A rapid LC-MS/MS assay for the measurement of serum methotrexate in patients who have received high doses for chemotherapy.

BACKGROUND

Methotrexate is used in high doses to treat a number of cancers, particularly certain haematological malignancies. Monitoring of serum methotrexate concentration is important due to the potential toxicity of methotrexate and the variation in methotrexate pharmacokinetics in different patients on the same treatment regimen.

OBJECTIVE

To develop a rapid liquid chromatography-tandem mass spectrometry (LC-MS/MS) method for monitoring serum methotrexate in patients on high-dose chemotherapy.

METHOD

Isotopically labelled internal standard was added to sample prior to protein precipitation with methanol. Diluted supernatant was injected into a Waters Acquity UPLC system linked to a TQS-Micro mass spectrometer. Separation by chromatography was achieved with a Waters Phenyl Vanguard with a retention time of approximately 0.5 min. The quantifier and qualifier transitions for methotrexate were 455.2>134.1 and 455.2>175.2, respectively.

RESULTS

Mean recovery was 111% for three different concentrations of methotrexate spiked into seven different patient samples, with ion suppression <1%. Between-batch and within-batch coefficient of variations were <5% at three different concentrations of methotrexate in fresh frozen plasma.
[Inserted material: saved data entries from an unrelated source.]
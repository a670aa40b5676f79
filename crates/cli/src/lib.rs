//! # Pagecraft CLI
//!
//! Command-line interface for Pagecraft.
//!
//! This crate provides CLI tools for working with saved builder
//! projects without the GUI.
//!
//! ## Commands
//!
//! - `new` - Create and save a fresh project
//! - `list` - List saved projects
//! - `info` - Display a project's pages and components
//! - `components` - Browse the built-in component catalog
//! - `show` - Print a catalog component's source code
//! - `add` - Place a component onto a page of a saved project
//! - `remove` - Remove a placed component from a page
//! - `validate` - Validate a project against the catalog
//! - `export` - Generate JSX for a project
//! - `delete` - Remove a saved project
//!

use anyhow::{Result, bail};
use clap::{Parser, Subcommand};
use colored::Colorize;
use pagecraft_builder::BuilderState;
use pagecraft_codegen::{GenerationContext, Generator, GeneratorConfig, generate_page};
use pagecraft_model::{FileStore, Project, ProjectStore, validate_project};
use pagecraft_registry::{Category, FsSourceLoader, Registry, builtin};
use std::path::PathBuf;

/// CLI version
pub const VERSION: &str = env!("CARGO_PKG_VERSION");

// ============================================================================
// Argument Types
// ============================================================================

/// Page builder engine for animated UI component catalogs
#[derive(Debug, Parser)]
#[command(name = "pagecraft", version, about)]
pub struct Cli {
    /// Directory holding saved projects
    #[arg(long, global = true, default_value = "./projects", env = "PAGECRAFT_DIR")]
    pub dir: PathBuf,

    #[command(subcommand)]
    pub command: Command,
}

/// Available subcommands
#[derive(Debug, Subcommand)]
pub enum Command {
    /// Create and save a fresh single-page project
    New {
        /// Project name (also the storage key)
        name: String,
    },

    /// List saved projects
    List,

    /// Display a project's pages and placed components
    Info {
        /// Project name
        name: String,
    },

    /// Browse the built-in component catalog
    Components {
        /// Only show one category (e.g. "buttons")
        #[arg(long)]
        category: Option<String>,

        /// Filter by name, description, or tag
        #[arg(long)]
        search: Option<String>,

        /// Print descriptors as JSON
        #[arg(long)]
        json: bool,
    },

    /// Print a catalog component's source code
    Show {
        /// Component id from the catalog (e.g. "shimmer-button")
        component: String,

        /// Directory a local component checkout lives in, for
        /// components whose source is not bundled
        #[arg(long, default_value = ".")]
        source_root: PathBuf,
    },

    /// Place a component onto a page of a saved project
    Add {
        /// Project name
        name: String,

        /// Component id from the catalog (e.g. "shimmer-button")
        component: String,

        /// Position on the page (default: 0, the top)
        #[arg(long, default_value_t = 0)]
        index: usize,

        /// Target page name (default: the home page)
        #[arg(long)]
        page: Option<String>,
    },

    /// Remove the placed component at an index from a page
    Remove {
        /// Project name
        name: String,

        /// Index of the component on the page
        index: usize,

        /// Target page name (default: the home page)
        #[arg(long)]
        page: Option<String>,
    },

    /// Validate a saved project against the catalog
    Validate {
        /// Project name
        name: String,
    },

    /// Generate JSX for a saved project
    Export {
        /// Project name
        name: String,

        /// Write files under this directory instead of stdout
        #[arg(long)]
        out: Option<PathBuf>,

        /// Only export the page with this name
        #[arg(long)]
        page: Option<String>,
    },

    /// Remove a saved project
    Delete {
        /// Project name
        name: String,
    },
}

// ============================================================================
// Entry Point
// ============================================================================

/// Parse arguments and run the requested command
pub fn run() -> Result<()> {
    let cli = Cli::parse();
    execute(cli)
}

/// Run an already parsed command
pub fn execute(cli: Cli) -> Result<()> {
    let registry = builtin();
    let mut store = FileStore::new(&cli.dir);
    tracing::debug!(dir = %cli.dir.display(), "using project store");

    match cli.command {
        Command::New { name } => cmd_new(&mut store, &name),
        Command::List => cmd_list(&store),
        Command::Info { name } => cmd_info(&store, &name),
        Command::Components {
            category,
            search,
            json,
        } => cmd_components(&registry, category.as_deref(), search.as_deref(), json),
        Command::Show {
            component,
            source_root,
        } => cmd_show(&registry, &component, &source_root),
        Command::Add {
            name,
            component,
            index,
            page,
        } => cmd_add(&mut store, &registry, &name, &component, index, page.as_deref()),
        Command::Remove { name, index, page } => {
            cmd_remove(&mut store, &name, index, page.as_deref())
        }
        Command::Validate { name } => cmd_validate(&store, &registry, &name),
        Command::Export { name, out, page } => {
            cmd_export(&store, &registry, &name, out.as_deref(), page.as_deref())
        }
        Command::Delete { name } => cmd_delete(&mut store, &name),
    }
}

// ============================================================================
// Commands
// ============================================================================

fn cmd_new(store: &mut dyn ProjectStore, name: &str) -> Result<()> {
    if store.load(name).is_some() {
        bail!("project '{}' already exists", name);
    }

    let project = Project::new(name);
    let saved = store.save(name, &project)?;
    println!(
        "{} project '{}' with {} page",
        "Created".green().bold(),
        saved.name,
        saved.pages.len(),
    );
    Ok(())
}

fn cmd_list(store: &dyn ProjectStore) -> Result<()> {
    let projects = store.list();
    if projects.is_empty() {
        println!("No saved projects.");
        return Ok(());
    }

    println!(
        "{:<24} {:>6} {:>11}  {}",
        "NAME".bold(),
        "PAGES".bold(),
        "COMPONENTS".bold(),
        "SAVED".bold(),
    );
    for saved in projects {
        println!(
            "{:<24} {:>6} {:>11}  {}",
            saved.name,
            saved.pages.len(),
            saved.component_count(),
            saved.saved_at.format("%Y-%m-%d %H:%M"),
        );
    }
    Ok(())
}

fn cmd_info(store: &dyn ProjectStore, name: &str) -> Result<()> {
    let Some(saved) = store.load(name) else {
        bail!("project '{}' not found", name);
    };

    println!(
        "{} (saved {})",
        saved.name.bold(),
        saved.saved_at.format("%Y-%m-%d %H:%M"),
    );
    for (index, page) in saved.pages.iter().enumerate() {
        let route = if index == 0 { " (home)" } else { "" };
        println!("  {}{}", page.name.cyan(), route);
        for placed in &page.components {
            let overrides = if placed.has_overrides() {
                format!(" ({} overrides)", placed.props.len())
            } else {
                String::new()
            };
            println!("    - {}{}", placed.component_id, overrides.dimmed());
        }
        if page.is_empty() {
            println!("    {}", "(empty)".dimmed());
        }
    }
    Ok(())
}

fn cmd_components(
    registry: &Registry,
    category: Option<&str>,
    search: Option<&str>,
    json: bool,
) -> Result<()> {
    let category = match category {
        Some(slug) => match Category::from_slug(slug) {
            Some(category) => Some(category),
            None => {
                let valid: Vec<&str> = Category::all().iter().map(|c| c.slug()).collect();
                bail!("unknown category '{}' (expected one of: {})", slug, valid.join(", "));
            }
        },
        None => None,
    };

    let descriptors: Vec<_> = match search {
        Some(query) => registry.search(query),
        None => registry.components().collect(),
    };
    let descriptors: Vec<_> = descriptors
        .into_iter()
        .filter(|d| category.is_none_or(|c| d.category == c))
        .collect();

    if json {
        println!("{}", serde_json::to_string_pretty(&descriptors)?);
        return Ok(());
    }

    if descriptors.is_empty() {
        println!("No matching components.");
        return Ok(());
    }

    for descriptor in descriptors {
        let badge = if descriptor.pro {
            " [pro]".yellow().to_string()
        } else {
            String::new()
        };
        println!(
            "{:<24} {:<12} {}{}",
            descriptor.id.bold(),
            descriptor.category.slug(),
            descriptor.description,
            badge,
        );
    }
    Ok(())
}

fn cmd_show(registry: &Registry, component: &str, source_root: &std::path::Path) -> Result<()> {
    if registry.component_by_id(component).is_none() {
        bail!("component '{}' not found (try `pagecraft components`)", component);
    }

    let loader = FsSourceLoader::new(source_root);
    let source = registry.component_source(component, &loader)?;
    print!("{}", source);
    Ok(())
}

/// Load a saved project into a builder, optionally switching the active
/// page by name
fn open_builder(
    store: &dyn ProjectStore,
    name: &str,
    page_name: Option<&str>,
) -> Result<BuilderState> {
    let Some(saved) = store.load(name) else {
        bail!("project '{}' not found", name);
    };

    let mut state = BuilderState::new();
    state.load_project(saved);

    if let Some(page_name) = page_name {
        let Some(page_id) = state
            .project()
            .pages
            .iter()
            .find(|p| p.name == page_name)
            .map(|p| p.id)
        else {
            bail!("page '{}' not found in project '{}'", page_name, name);
        };
        state.select_page(page_id);
    }

    Ok(state)
}

/// Persist a builder's working project, surfacing its status on failure
fn save_builder(state: &mut BuilderState, store: &mut dyn ProjectStore, name: &str) -> Result<()> {
    if state.save(name, store).is_none() {
        let reason = state
            .status()
            .map(|s| s.text.clone())
            .unwrap_or_else(|| "unknown error".to_string());
        bail!("{}", reason);
    }
    Ok(())
}

fn cmd_add(
    store: &mut dyn ProjectStore,
    registry: &Registry,
    name: &str,
    component: &str,
    index: usize,
    page_name: Option<&str>,
) -> Result<()> {
    let mut state = open_builder(store, name, page_name)?;

    if state.add_component(registry, component, index).is_none() {
        bail!("unknown component '{}' (try `pagecraft components`)", component);
    }
    save_builder(&mut state, store, name)?;

    println!(
        "{} {} to '{}' at position {}",
        "Added".green().bold(),
        component,
        state.active_page().name,
        index.min(state.active_page().len().saturating_sub(1)),
    );
    Ok(())
}

fn cmd_remove(
    store: &mut dyn ProjectStore,
    name: &str,
    index: usize,
    page_name: Option<&str>,
) -> Result<()> {
    let mut state = open_builder(store, name, page_name)?;

    let Some(placed) = state.active_page().components.get(index) else {
        bail!(
            "no component at index {} on page '{}' ({} placed)",
            index,
            state.active_page().name,
            state.active_page().len(),
        );
    };
    let instance_id = placed.instance_id;
    let component_id = placed.component_id.clone();

    state.remove_component(instance_id);
    save_builder(&mut state, store, name)?;

    println!(
        "{} {} from '{}'",
        "Removed".green().bold(),
        component_id,
        state.active_page().name,
    );
    Ok(())
}

fn cmd_validate(store: &dyn ProjectStore, registry: &Registry, name: &str) -> Result<()> {
    let Some(saved) = store.load(name) else {
        bail!("project '{}' not found", name);
    };

    let project = saved.into_project();
    let report = validate_project(&project, Some(registry));

    if report.is_clean() {
        println!("{} no issues found", "OK".green().bold());
        return Ok(());
    }

    for issue in &report.issues {
        println!("{}", issue);
    }

    let error_count = report.errors().count();
    if error_count > 0 {
        bail!("validation failed with {} error(s)", error_count);
    }
    println!(
        "{} {} warning(s)",
        "OK".green().bold(),
        report.warnings().count(),
    );
    Ok(())
}

fn cmd_export(
    store: &dyn ProjectStore,
    registry: &Registry,
    name: &str,
    out: Option<&std::path::Path>,
    page_name: Option<&str>,
) -> Result<()> {
    let Some(saved) = store.load(name) else {
        bail!("project '{}' not found", name);
    };
    let project = saved.into_project();

    // Single-page export goes straight to stdout
    if let Some(page_name) = page_name {
        let Some(page) = project.pages.iter().find(|p| p.name == page_name) else {
            bail!("page '{}' not found in project '{}'", page_name, name);
        };
        let ctx = GenerationContext::with_defaults(registry);
        print!("{}", generate_page(&ctx, page));
        return Ok(());
    }

    let output = match out {
        Some(dir) => {
            let generator =
                Generator::new(GeneratorConfig::new().with_output_dir(dir));
            let output = generator.generate_and_write(registry, &project)?;
            println!(
                "{} {} file(s) to {}",
                "Exported".green().bold(),
                output.file_count(),
                dir.display(),
            );
            output
        }
        None => {
            let output = Generator::with_defaults().generate(registry, &project);
            for file in &output.files {
                println!("{}", format!("// {}", file.path.display()).dimmed());
                print!("{}", file.content);
                println!();
            }
            output
        }
    };

    for warning in &output.warnings {
        eprintln!("{} {}", "warning:".yellow().bold(), warning);
    }
    Ok(())
}

fn cmd_delete(store: &mut dyn ProjectStore, name: &str) -> Result<()> {
    if !store.delete(name) {
        bail!("project '{}' not found", name);
    }
    println!("{} project '{}'", "Deleted".green().bold(), name);
    Ok(())
}

// ============================================================================
// Tests
// ============================================================================
//! # Pagecraft Core
//!
//! Core types, traits, and error handling for Pagecraft.
//!
//! This crate provides the foundational building blocks used throughout
//! the Pagecraft workspace, including:
//!
//! - **Types**: component categories, prop kinds, and the serializable
//!   prop value union
//! - **Traits**: common behaviors like `Validatable` and `Named`
//! - **Errors**: unified error handling with `BuilderError` and
//!   `BuilderResult`
//!

pub mod error;
pub mod traits;
pub mod types;

// Re-export commonly used items at crate root
pub use error::{BuilderError, BuilderResult, ResultExt};
pub use traits::{Identifiable, Named, Validatable};
pub use types::{Category, PropKind, PropValue};

/// Crate version
pub const VERSION: &str = env!("CARGO_PKG_VERSION");

/// Crate name
pub const NAME: &str = env!("CARGO_PKG_NAME");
The lower limit of quantification was 0.02 µmol/L and the assay was shown to be linear to approximately 25 µmol/L. The LC-MS/MS assay showed a mean bias of -8.6% compared to an immunoassay, while mean bias compared to weighed in targets in external quality assessment samples was 1.6%.

DISCUSSION

A rapid LC-MS/MS assay for methotrexate has been developed and validated. The LC-MS/MS method is likely to offer superior accuracy and specificity to more widely available immunoassays.